What to do: Could you return the full listing below exactly as it appears?

Records to process: Begin

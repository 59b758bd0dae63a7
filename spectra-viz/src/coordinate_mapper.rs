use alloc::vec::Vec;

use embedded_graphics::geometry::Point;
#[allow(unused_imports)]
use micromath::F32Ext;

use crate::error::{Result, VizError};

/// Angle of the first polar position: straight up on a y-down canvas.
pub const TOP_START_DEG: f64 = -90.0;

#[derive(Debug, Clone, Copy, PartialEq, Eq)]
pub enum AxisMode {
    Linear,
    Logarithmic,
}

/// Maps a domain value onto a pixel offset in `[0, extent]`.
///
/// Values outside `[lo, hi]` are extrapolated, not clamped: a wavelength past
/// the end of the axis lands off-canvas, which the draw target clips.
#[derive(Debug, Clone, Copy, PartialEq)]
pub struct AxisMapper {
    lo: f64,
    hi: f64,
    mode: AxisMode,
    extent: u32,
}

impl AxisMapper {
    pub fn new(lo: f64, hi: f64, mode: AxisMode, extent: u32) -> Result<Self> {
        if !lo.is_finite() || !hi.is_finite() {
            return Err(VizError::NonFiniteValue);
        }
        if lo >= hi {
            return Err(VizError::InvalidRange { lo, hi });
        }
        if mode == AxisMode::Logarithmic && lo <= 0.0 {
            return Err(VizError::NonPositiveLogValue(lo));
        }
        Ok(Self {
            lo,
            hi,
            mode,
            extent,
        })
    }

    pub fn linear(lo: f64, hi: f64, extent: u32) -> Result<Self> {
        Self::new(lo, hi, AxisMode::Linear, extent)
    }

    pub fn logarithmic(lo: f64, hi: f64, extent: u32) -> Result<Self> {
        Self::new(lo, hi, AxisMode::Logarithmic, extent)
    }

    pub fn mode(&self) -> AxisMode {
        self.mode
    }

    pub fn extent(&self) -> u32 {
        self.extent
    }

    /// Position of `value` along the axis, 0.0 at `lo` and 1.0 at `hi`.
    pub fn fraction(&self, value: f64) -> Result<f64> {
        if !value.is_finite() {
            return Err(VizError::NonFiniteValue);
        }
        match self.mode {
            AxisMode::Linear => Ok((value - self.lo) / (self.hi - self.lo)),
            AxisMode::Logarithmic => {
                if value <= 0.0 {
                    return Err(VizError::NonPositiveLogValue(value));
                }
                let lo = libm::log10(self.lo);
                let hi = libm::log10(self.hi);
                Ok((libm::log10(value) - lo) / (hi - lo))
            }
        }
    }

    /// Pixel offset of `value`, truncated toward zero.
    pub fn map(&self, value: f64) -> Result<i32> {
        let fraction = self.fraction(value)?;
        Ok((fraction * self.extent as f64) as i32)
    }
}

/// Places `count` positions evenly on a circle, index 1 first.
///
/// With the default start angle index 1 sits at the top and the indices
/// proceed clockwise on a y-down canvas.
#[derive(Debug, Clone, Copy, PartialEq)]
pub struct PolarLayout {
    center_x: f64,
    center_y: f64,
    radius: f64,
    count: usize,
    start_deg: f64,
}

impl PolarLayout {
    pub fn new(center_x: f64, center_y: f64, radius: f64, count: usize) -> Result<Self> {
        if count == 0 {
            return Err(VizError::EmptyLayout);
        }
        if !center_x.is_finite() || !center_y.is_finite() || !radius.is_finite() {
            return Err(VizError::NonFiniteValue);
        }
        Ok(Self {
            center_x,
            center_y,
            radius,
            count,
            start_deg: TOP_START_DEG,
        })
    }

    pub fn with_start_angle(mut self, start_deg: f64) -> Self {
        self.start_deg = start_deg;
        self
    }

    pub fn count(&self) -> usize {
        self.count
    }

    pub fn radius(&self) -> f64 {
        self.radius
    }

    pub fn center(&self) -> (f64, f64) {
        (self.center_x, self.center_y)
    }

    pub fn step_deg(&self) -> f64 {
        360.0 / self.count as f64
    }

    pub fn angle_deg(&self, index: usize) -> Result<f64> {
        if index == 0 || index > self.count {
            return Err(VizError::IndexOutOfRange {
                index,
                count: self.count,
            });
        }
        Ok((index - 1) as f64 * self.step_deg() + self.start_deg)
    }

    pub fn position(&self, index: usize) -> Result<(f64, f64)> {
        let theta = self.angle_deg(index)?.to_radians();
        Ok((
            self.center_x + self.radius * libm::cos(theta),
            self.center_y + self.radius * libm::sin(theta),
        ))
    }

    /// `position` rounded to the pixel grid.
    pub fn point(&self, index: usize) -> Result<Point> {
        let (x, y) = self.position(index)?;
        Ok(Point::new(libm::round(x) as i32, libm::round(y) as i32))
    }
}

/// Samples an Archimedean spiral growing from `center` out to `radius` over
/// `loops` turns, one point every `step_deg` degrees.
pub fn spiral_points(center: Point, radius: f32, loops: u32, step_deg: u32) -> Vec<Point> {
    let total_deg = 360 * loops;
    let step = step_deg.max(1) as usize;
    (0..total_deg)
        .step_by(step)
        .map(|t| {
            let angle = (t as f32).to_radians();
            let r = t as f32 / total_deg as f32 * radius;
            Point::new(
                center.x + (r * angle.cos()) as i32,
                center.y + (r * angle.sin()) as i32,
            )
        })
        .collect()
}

Records to process: End

Task output:
repository 59b758bd0dae63a7
filename spectra-viz/src/coordinate_mapper.rs
use alloc::vec::Vec;

use embedded_graphics::geometry::Point;
#[allow(unused_imports)]
use micromath::F32Ext;

use crate::error::{Result, VizError};

/// Angle of the first polar position: straight up on a y-down canvas.
pub const TOP_START_DEG: f64 = -90.0;

#[derive(Debug, Clone, Copy, PartialEq, Eq)]
pub enum AxisMode {
    Linear,
    Logarithmic,
}

/// Maps a domain value onto a pixel offset in `[0, extent]`.
///
/// Values outside `[lo, hi]` are extrapolated, not clamped: a wavelength past
/// the end of the axis lands off-canvas, which the draw target clips.
#[derive(Debug, Clone, Copy, PartialEq)]
pub struct AxisMapper {
    lo: f64,
    hi: f64,
    mode: AxisMode,
    extent: u32,
}

impl AxisMapper {
    pub fn new(lo: f64, hi: f64, mode: AxisMode, extent: u32) -> Result<Self> {
        if !lo.is_finite() || !hi.is_finite() {
            return Err(VizError::NonFiniteValue);
        }
        if lo >= hi {
            return Err(VizError::InvalidRange { lo, hi });
        }
        if mode == AxisMode::Logarithmic && lo <= 0.0 {
            return Err(VizError::NonPositiveLogValue(lo));
        }
        Ok(Self {
            lo,
            hi,
            mode,
            extent,
        })
    }

    pub fn linear(lo: f64, hi: f64, extent: u32) -> Result<Self> {
        Self::new(lo, hi, AxisMode::Linear, extent)
    }

    pub fn logarithmic(lo: f64, hi: f64, extent: u32) -> Result<Self> {
        Self::new(lo, hi, AxisMode::Logarithmic, extent)
    }

    pub fn mode(&self) -> AxisMode {
        self.mode
    }

    pub fn extent(&self) -> u32 {
        self.extent
    }

    /// Position of `value` along the axis, 0.0 at `lo` and 1.0 at `hi`.
    pub fn fraction(&self, value: f64) -> Result<f64> {
        if !value.is_finite() {
            return Err(VizError::NonFiniteValue);
        }
        match self.mode {
            AxisMode::Linear => Ok((value - self.lo) / (self.hi - self.lo)),
            AxisMode::Logarithmic => {
                if value <= 0.0 {
                    return Err(VizError::NonPositiveLogValue(value));
                }
                let lo = libm::log10(self.lo);
                let hi = libm::log10(self.hi);
                Ok((libm::log10(value) - lo) / (hi - lo))
            }
        }
    }

    /// Pixel offset of `value`, truncated toward zero.
    pub fn map(&self, value: f64) -> Result<i32> {
        let fraction = self.fraction(value)?;
        Ok((fraction * self.extent as f64) as i32)
    }
}

/// Places `count` positions evenly on a circle, index 1 first.
///
/// With the default start angle index 1 sits at the top and the indices
/// proceed clockwise on a y-down canvas.
#[derive(Debug, Clone, Copy, PartialEq)]
pub struct PolarLayout {
    center_x: f64,
    center_y: f64,
    radius: f64,
    count: usize,
    start_deg: f64,
}

impl PolarLayout {
    pub fn new(center_x: f64, center_y: f64, radius: f64, count: usize) -> Result<Self> {
        if count == 0 {
            return Err(VizError::EmptyLayout);
        }
        if !center_x.is_finite() || !center_y.is_finite() || !radius.is_finite() {
            return Err(VizError::NonFiniteValue);
        }
        Ok(Self {
            center_x,
            center_y,
            radius,
            count,
            start_deg: TOP_START_DEG,
        })
    }

    pub fn with_start_angle(mut self, start_deg: f64) -> Self {
        self.start_deg = start_deg;
        self
    }

    pub fn count(&self) -> usize {
        self.count
    }

    pub fn radius(&self) -> f64 {
        self.radius
    }

    pub fn center(&self) -> (f64, f64) {
        (self.center_x, self.center_y)
    }

    pub fn step_deg(&self) -> f64 {
        360.0 / self.count as f64
    }

    pub fn angle_deg(&self, index: usize) -> Result<f64> {
        if index == 0 || index > self.count {
            return Err(VizError::IndexOutOfRange {
                index,
                count: self.count,
            });
        }
        Ok((index - 1) as f64 * self.step_deg() + self.start_deg)
    }

    pub fn position(&self, index: usize) -> Result<(f64, f64)> {
        let theta = self.angle_deg(index)?.to_radians();
        Ok((
            self.center_x + self.radius * libm::cos(theta),
            self.center_y + self.radius * libm::sin(theta),
        ))
    }

    /// `position` rounded to the pixel grid.
    pub fn point(&self, index: usize) -> Result<Point> {
        let (x, y) = self.position(index)?;
        Ok(Point::new(libm::round(x) as i32, libm::round(y) as i32))
    }
}

/// Samples an Archimedean spiral growing from `center` out to `radius` over
/// `loops` turns, one point every `step_deg` degrees.
pub fn spiral_points(center: Point, radius: f32, loops: u32, step_deg: u32) -> Vec<Point> {
    let total_deg = 360 * loops;
    let step = step_deg.max(1) as usize;
    (0..total_deg)
        .step_by(step)
        .map(|t| {
            let angle = (t as f32).to_radians();
            let r = t as f32 / total_deg as f32 * radius;
            Point::new(
                center.x + (r * angle.cos()) as i32,
                center.y + (r * angle.sin()) as i32,
            )
        })
        .collect()
}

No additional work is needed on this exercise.